Activity:
Give the records again in full, exactly as written.

Segment Start: Recorded data

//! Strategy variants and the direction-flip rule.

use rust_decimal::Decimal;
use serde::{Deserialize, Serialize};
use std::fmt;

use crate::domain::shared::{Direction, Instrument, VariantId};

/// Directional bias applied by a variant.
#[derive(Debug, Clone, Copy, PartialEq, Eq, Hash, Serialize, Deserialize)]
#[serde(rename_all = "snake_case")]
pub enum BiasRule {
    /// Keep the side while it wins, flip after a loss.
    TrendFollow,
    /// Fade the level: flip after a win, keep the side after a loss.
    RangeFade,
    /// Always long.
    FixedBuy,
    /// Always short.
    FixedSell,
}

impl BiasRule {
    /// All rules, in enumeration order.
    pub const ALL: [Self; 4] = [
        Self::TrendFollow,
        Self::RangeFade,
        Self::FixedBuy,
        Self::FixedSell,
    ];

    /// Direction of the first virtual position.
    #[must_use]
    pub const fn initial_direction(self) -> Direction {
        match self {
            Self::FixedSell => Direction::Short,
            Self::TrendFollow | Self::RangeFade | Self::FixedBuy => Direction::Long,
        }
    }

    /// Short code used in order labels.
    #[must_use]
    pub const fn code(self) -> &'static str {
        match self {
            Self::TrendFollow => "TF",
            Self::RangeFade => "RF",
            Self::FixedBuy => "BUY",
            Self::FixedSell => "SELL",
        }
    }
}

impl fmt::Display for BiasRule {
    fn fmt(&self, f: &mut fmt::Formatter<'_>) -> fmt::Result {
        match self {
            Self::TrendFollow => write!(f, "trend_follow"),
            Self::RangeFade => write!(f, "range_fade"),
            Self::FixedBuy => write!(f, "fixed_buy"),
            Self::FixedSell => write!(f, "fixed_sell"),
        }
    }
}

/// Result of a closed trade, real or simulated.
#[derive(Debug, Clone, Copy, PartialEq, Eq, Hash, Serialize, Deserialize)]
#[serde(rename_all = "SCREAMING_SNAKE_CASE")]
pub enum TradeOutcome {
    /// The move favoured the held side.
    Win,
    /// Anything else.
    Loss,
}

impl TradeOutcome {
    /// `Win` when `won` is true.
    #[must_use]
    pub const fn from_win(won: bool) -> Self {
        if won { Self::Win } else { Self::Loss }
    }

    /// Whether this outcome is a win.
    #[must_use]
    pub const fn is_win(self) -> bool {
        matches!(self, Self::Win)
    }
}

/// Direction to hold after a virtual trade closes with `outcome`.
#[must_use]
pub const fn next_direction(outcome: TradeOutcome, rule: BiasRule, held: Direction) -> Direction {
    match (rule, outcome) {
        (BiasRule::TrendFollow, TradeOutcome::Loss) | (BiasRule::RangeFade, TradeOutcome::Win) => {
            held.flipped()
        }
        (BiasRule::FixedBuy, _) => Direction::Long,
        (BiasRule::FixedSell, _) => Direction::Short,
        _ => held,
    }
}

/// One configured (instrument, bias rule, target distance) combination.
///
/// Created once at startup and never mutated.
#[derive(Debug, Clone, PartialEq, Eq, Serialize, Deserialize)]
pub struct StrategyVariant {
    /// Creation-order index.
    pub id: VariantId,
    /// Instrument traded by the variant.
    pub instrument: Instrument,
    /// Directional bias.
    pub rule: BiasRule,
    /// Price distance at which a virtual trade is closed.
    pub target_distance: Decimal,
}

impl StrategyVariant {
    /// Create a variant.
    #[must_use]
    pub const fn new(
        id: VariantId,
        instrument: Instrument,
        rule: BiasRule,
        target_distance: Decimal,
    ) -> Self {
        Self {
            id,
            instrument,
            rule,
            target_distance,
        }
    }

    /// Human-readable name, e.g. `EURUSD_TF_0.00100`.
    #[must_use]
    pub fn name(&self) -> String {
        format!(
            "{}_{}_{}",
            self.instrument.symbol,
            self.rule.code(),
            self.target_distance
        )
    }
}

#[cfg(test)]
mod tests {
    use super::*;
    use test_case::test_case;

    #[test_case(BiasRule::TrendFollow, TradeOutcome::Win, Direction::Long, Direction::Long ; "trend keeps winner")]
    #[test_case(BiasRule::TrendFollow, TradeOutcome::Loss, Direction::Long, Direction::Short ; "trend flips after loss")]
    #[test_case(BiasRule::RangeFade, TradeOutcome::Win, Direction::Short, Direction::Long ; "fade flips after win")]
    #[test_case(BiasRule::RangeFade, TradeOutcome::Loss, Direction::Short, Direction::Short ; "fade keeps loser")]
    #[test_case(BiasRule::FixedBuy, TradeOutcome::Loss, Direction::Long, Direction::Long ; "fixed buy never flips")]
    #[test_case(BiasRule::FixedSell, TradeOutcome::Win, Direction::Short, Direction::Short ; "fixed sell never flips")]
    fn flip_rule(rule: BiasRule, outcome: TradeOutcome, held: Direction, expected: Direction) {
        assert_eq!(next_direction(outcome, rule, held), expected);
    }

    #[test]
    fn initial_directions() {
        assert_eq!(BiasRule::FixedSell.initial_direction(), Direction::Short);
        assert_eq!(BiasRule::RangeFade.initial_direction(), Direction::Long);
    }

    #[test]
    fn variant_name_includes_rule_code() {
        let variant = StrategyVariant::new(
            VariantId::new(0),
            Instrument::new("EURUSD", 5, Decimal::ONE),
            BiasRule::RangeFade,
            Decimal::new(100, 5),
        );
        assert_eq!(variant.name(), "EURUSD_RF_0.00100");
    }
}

Segment End: Recorded data

The completed task:
//! Strategy variants and the direction-flip rule.

use rust_decimal::Decimal;
use serde::{Deserialize, Serialize};
use std::fmt;

use crate::domain::shared::{Direction, Instrument, VariantId};

/// Directional bias applied by a variant.
#[derive(Debug, Clone, Copy, PartialEq, Eq, Hash, Serialize, Deserialize)]
#[serde(rename_all = "snake_case")]
pub enum BiasRule {
    /// Keep the side while it wins, flip after a loss.
    TrendFollow,
    /// Fade the level: flip after a win, keep the side after a loss.
    RangeFade,
    /// Always long.
    FixedBuy,
    /// Always short.
    FixedSell,
}

impl BiasRule {
    /// All rules, in enumeration order.
    pub const ALL: [Self; 4] = [
        Self::TrendFollow,
        Self::RangeFade,
        Self::FixedBuy,
        Self::FixedSell,
    ];

    /// Direction of the first virtual position.
    #[must_use]
    pub const fn initial_direction(self) -> Direction {
        match self {
            Self::FixedSell => Direction::Short,
            Self::TrendFollow | Self::RangeFade | Self::FixedBuy => Direction::Long,
        }
    }

    /// Short code used in order labels.
    #[must_use]
    pub const fn code(self) -> &'static str {
        match self {
            Self::TrendFollow => "TF",
            Self::RangeFade => "RF",
            Self::FixedBuy => "BUY",
            Self::FixedSell => "SELL",
        }
    }
}

impl fmt::Display for BiasRule {
    fn fmt(&self, f: &mut fmt::Formatter<'_>) -> fmt::Result {
        match self {
            Self::TrendFollow => write!(f, "trend_follow"),
            Self::RangeFade => write!(f, "range_fade"),
            Self::FixedBuy => write!(f, "fixed_buy"),
            Self::FixedSell => write!(f, "fixed_sell"),
        }
    }
}

/// Result of a closed trade, real or simulated.
#[derive(Debug, Clone, Copy, PartialEq, Eq, Hash, Serialize, Deserialize)]
#[serde(rename_all = "SCREAMING_SNAKE_CASE")]
pub enum TradeOutcome {
    /// The move favoured the held side.
    Win,
    /// Anything else.
    Loss,
}

impl TradeOutcome {
    /// `Win` when `won` is true.
    #[must_use]
    pub const fn from_win(won: bool) -> Self {
        if won { Self::Win } else { Self::Loss }
    }

    /// Whether this outcome is a win.
    #[must_use]
    pub const fn is_win(self) -> bool {
        matches!(self, Self::Win)
    }
}

/// Direction to hold after a virtual trade closes with `outcome`.
#[must_use]
pub const fn next_direction(outcome: TradeOutcome, rule: BiasRule, held: Direction) -> Direction {
    match (rule, outcome) {
        (BiasRule::TrendFollow, TradeOutcome::Loss) | (BiasRule::RangeFade, TradeOutcome::Win) => {
            held.flipped()
        }
        (BiasRule::FixedBuy, _) => Direction::Long,
        (BiasRule::FixedSell, _) => Direction::Short,
        _ => held,
    }
}

/// One configured (instrument, bias rule, target distance) combination.
///
/// Created once at startup and never mutated.
#[derive(Debug, Clone, PartialEq, Eq, Serialize, Deserialize)]
pub struct StrategyVariant {
    /// Creation-order index.
    pub id: VariantId,
    /// Instrument traded by the variant.
    pub instrument: Instrument,
    /// Directional bias.
    pub rule: BiasRule,
    /// Price distance at which a virtual trade is closed.
    pub target_distance: Decimal,
}

impl StrategyVariant {
    /// Create a variant.
    #[must_use]
    pub const fn new(
        id: VariantId,
        instrument: Instrument,
        rule: BiasRule,
        target_distance: Decimal,
    ) -> Self {
        Self {
            id,
            instrument,
            rule,
            target_distance,
        }
    }

    /// Human-readable name, e.g. `EURUSD_TF_0.00100`.
    #[must_use]
    pub fn name(&self) -> String {
        format!(
            "{}_{}_{}",
            self.instrument.symbol,
            self.rule.code(),
            self.target_distance
        )
    }
}

#[cfg(test)]
mod tests {
    use super::*;
    use test_case::test_case;

    #[test_case(BiasRule::TrendFollow, TradeOutcome::Win, Direction::Long, Direction::Long ; "trend keeps winner")]
    #[test_case(BiasRule::TrendFollow, TradeOutcome::Loss, Direction::Long, Direction::Short ; "trend flips after loss")]
    #[test_case(BiasRule::RangeFade, TradeOutcome::Win, Direction::Short, Direction::Long ; "fade flips after win")]
    #[test_case(BiasRule::RangeFade, TradeOutcome::Loss, Direction::Short, Direction::Short ; "fade keeps loser")]
    #[test_case(BiasRule::FixedBuy, TradeOutcome::Loss, Direction::Long, Direction::Long ; "fixed buy never flips")]
    #[test_case(BiasRule::FixedSell, TradeOutcome::Win, Direction::Short, Direction::Short ; "fixed sell never flips")]
    fn flip_rule(rule: BiasRule, outcome: TradeOutcome, held: Direction, expected: Direction) {
        assert_eq!(next_direction(outcome, rule, held), expected);
    }

    #[test]
    fn initial_directions() {
        assert_eq!(BiasRule::FixedSell.initial_direction(), Direction::Short);
        assert_eq!(BiasRule::RangeFade.initial_direction(), Direction::Long);
    }

    #[test]
    fn variant_name_includes_rule_code() {
        let variant = StrategyVariant::new(
            VariantId::new(0),
            Instrument::new("EURUSD", 5, Decimal::ONE),
            BiasRule::RangeFade,
            Decimal::new(100, 5),
        );
        assert_eq!(variant.name(), "EURUSD_RF_0.00100");
    }
}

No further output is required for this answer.